Administrators in the elder care industry blame inaction and equipment shortages for the high death toll in nursing homes.
To the Editor:
Re “Death Toll Spikes at Nursing Homes as Defenses Crack” (front page, April 18):
I am a medical director of two nursing homes in New York City. Thanks for your article showing the world the effect of Covid-19 on the nursing home population. However, let’s not forget the impact on the families of the loved ones lost and the impact on the staff. Employees who get the virus and die. Employees who get the virus and transmit to family members. The overall morale of the staff — the deep-seated pain of seeing so many elderly die, people with whom you have created lasting bonds.
I love being a geriatrician; it is my calling. I love seeing the smile on my patients’ faces. I love providing compassionate end-of-life care when necessary.

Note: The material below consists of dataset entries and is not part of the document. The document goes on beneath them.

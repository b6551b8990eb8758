//! Type-strict structural comparison.
//!
//! Two values are equal when they have identical dynamic types and equal
//! contents all the way down. A type mismatch is reported once at the point
//! where it occurs and nothing below it is examined. Pointer and interface
//! indirections appear in paths as `[&]` and `[dyn]`.

use shapediff_value::{ArrayValue, FuncRef, MapRef, PtrRef, SliceRef, StructValue, Type, Value};
use tracing::{debug, trace};

use crate::record::{
    field_segment, index_segment, Cause, Diff, Recorder, DEREF_SEGMENT, DYN_SEGMENT,
};
use crate::shape::Shape;
use crate::visit::{PairKey, VisitGuard};

/// Compare `a` against `b` requiring identical types throughout.
///
/// Returns every difference found, in traversal order. An empty list means
/// the values are deeply equal.
pub fn strict_diff(a: &Value, b: &Value) -> Vec<Diff> {
    debug!(a = ?a.ty(), b = ?b.ty(), "strict diff");
    let mut walker = StrictWalker::new();
    walker.walk(a, b);
    let visited = walker.visited.len();
    let diffs = walker.rec.finish();
    debug!(diffs = diffs.len(), visited, "strict diff complete");
    diffs
}

struct StrictWalker {
    rec: Recorder,
    visited: VisitGuard<(PairKey, Type)>,
}

impl StrictWalker {
    fn new() -> Self {
        Self {
            rec: Recorder::new(),
            visited: VisitGuard::new(),
        }
    }

    fn descend(&mut self, segment: String, a: &Value, b: &Value) {
        self.rec.enter(segment);
        self.walk(a, b);
        self.rec.leave();
    }

    fn walk(&mut self, a: &Value, b: &Value) {
        if !a.is_valid() || !b.is_valid() {
            self.rec.report(Cause::Invalid {
                valid_a: a.is_valid(),
                valid_b: b.is_valid(),
            });
            return;
        }

        let (ta, tb) = match (a.ty(), b.ty()) {
            (None, None) => return,
            (Some(ta), Some(tb)) => (ta, tb),
            _ => {
                self.rec.report(Cause::values(a, b));
                return;
            }
        };
        if ta != tb {
            self.rec.report(Cause::types(a, b));
            return;
        }

        if let Some(pair) = PairKey::of(a, b) {
            if !self.visited.first_visit((pair, ta.clone())) {
                trace!(ty = %ta, "pair already under comparison");
                return;
            }
        }

        match (Shape::of(a), a, b) {
            (Shape::Indexed, Value::Array(x), Value::Array(y)) => self.arrays(x, y),
            (Shape::Indexed, Value::Slice(x), Value::Slice(y)) => self.slices(a, b, x, y),
            (Shape::Fielded, Value::Struct(x), Value::Struct(y)) => self.structs(x, y),
            (Shape::Fielded | Shape::Associative, Value::Map(x), Value::Map(y)) => {
                self.maps(a, b, x, y)
            }
            (Shape::Pointer, Value::Ptr(x), Value::Ptr(y)) => self.pointers(a, b, x, y),
            (Shape::Pointer, Value::Interface(x), Value::Interface(y)) => match (x, y) {
                (None, None) => {}
                (Some(x), Some(y)) => self.descend(DYN_SEGMENT.to_string(), x, y),
                _ => self.rec.report(Cause::values(a, b)),
            },
            (Shape::Function, Value::Func(x), Value::Func(y)) => self.funcs(a, b, x, y),
            (Shape::Scalar, _, _) => self.scalars(a, b),
            _ => unreachable!("values of type {ta} have mismatched representations"),
        }
    }

    fn arrays(&mut self, x: &ArrayValue, y: &ArrayValue) {
        self.elements(x.items(), y.items());
    }

    fn elements(&mut self, xs: &[Value], ys: &[Value]) {
        for (i, (x, y)) in xs.iter().zip(ys).enumerate() {
            self.descend(index_segment(i), x, y);
        }
    }

    fn slices(&mut self, a: &Value, b: &Value, x: &SliceRef, y: &SliceRef) {
        if x.same_as(y) {
            return;
        }
        let (Some(xs), Some(ys)) = (x.items(), y.items()) else {
            self.rec.report(Cause::values(a, b));
            return;
        };
        if xs.len() != ys.len() {
            self.rec.report(Cause::lengths(a, b, xs.len(), ys.len()));
            return;
        }
        self.elements(&xs, &ys);
    }

    fn structs(&mut self, x: &StructValue, y: &StructValue) {
        let missing = Value::Invalid;
        for (name, fx) in x.fields() {
            let fy = y.field(name).unwrap_or(&missing);
            self.descend(field_segment(name), fx, fy);
        }
    }

    fn maps(&mut self, a: &Value, b: &Value, x: &MapRef, y: &MapRef) {
        if x.same_as(y) {
            return;
        }
        let (Some(xe), Some(ye)) = (x.entries(), y.entries()) else {
            self.rec.report(Cause::values(a, b));
            return;
        };
        if xe.len() != ye.len() {
            self.rec.report(Cause::lengths(a, b, xe.len(), ye.len()));
            return;
        }

        for (k, vx) in xe.iter() {
            match ye.get(k) {
                Some(vy) if present(vy) => self.descend(field_segment(k), vx, vy),
                _ => self.rec.report_at(field_segment(k), Cause::only_on_a(k)),
            }
        }
        for (k, vy) in ye.iter() {
            if !xe.get(k).is_some_and(present) {
                self.rec.report_at(field_segment(k), Cause::only_on_b(k));
            }
        }
    }

    fn pointers(&mut self, a: &Value, b: &Value, x: &PtrRef, y: &PtrRef) {
        if x.same_as(y) {
            return;
        }
        match (x.get(), y.get()) {
            (Some(x), Some(y)) => self.descend(DEREF_SEGMENT.to_string(), &x, &y),
            (None, None) => {}
            _ => self.rec.report(Cause::values(a, b)),
        }
    }

    fn funcs(&mut self, a: &Value, b: &Value, x: &FuncRef, y: &FuncRef) {
        match (x.addr(), y.addr()) {
            (None, None) => {}
            (Some(_), Some(_)) => self.rec.report(Cause::funcs(a, b)),
            _ => self.rec.report(Cause::values(a, b)),
        }
    }

    fn scalars(&mut self, a: &Value, b: &Value) {
        if a.comparable_key() != b.comparable_key() {
            self.rec.report(Cause::values(&a.canonical(), &b.canonical()));
        }
    }
}

/// Whether the entry found on the other side counts as present. A zero
/// value there stands in for "not found".
pub(crate) fn present(other: &Value) -> bool {
    !other.is_zero()
}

However, Covid-19 has nearly killed my spirit. As I enter the building, I put on a suit of armor to battle the invisible Covid-19. I can’t recognize the staff — we are all masked and suited up. We see residents with fevers, some with cough. We try and try, yet people die.
I just can’t take it. My heart bleeds. Why did the government not come and assess the needs of nursing homes from the onset? Nursing homes have so few resources. We are warriors going to battle without all the necessary equipment. The government failed us. Most important, it failed the elderly.
However, we refuse to give up. We will keep fighting. I refuse to believe that death is inevitable for my Covid-19-infected patients. I hope the government wakes up soon and helps us.
Yonette Davis
New York
To the Editor:
Your article rightly points out that scarcity of virus tests and personal protective equipment has been a critical factor in the spread of coronavirus. But it wrongly suggests that facilities are somehow at fault for this.
Inadequate supply of P.P.E., lack of access to testing and slow testing results for nursing homes have been the greatest contributors to this deadly virus’s spread. Many states are still not prioritizing testing for long-term care residents or staff, and the Trump administration has still not made testing of nursing home residents and employees a top priority on a par with hospitals.
We have followed or exceeded all Centers for Disease Control and Prevention and Centers for Medicare and Medicaid Services guidance, but this is a complex, unknown virus. Health care workers are providing extraordinary and compassionate care at great personal risk.
The country should not continue to ask an industry that is caring for its most vulnerable citizens to fight this battle without the necessary tools. Governors and the White House have the power to change this now and for future pandemics.
George Hager
Naples, Fla.
The writer is chief executive of Genesis Healthcare, which operates almost 400 nursing homes and senior living communities.
To the Editor:
The horrific, exploding number of deaths in nursing homes from coronavirus calls for a reckoning for a care model that too often warehouses seniors and people with disabilities. The post-pandemic narrative for nursing facilities cannot simply be how to prepare better the next time.
Too many long-term care facilities represent a morally bankrupt way to care for seniors and people with disabilities. Three people confined to one room? Underpaid staffing? Unsanitary facilities? Constant staffing shortages? About 380,000 annual deaths from infections?
So many individuals and families live this pain, yet nursing homes seem out of sight, out of mind. We must use this tragedy to truly invest in care that respects and addresses the dignity and health of people needing care and those workers providing it.
Bill Henning
Boston
The writer is executive director of the Boston Center for Independent Living, which provides services and advocacy for people with disabilities.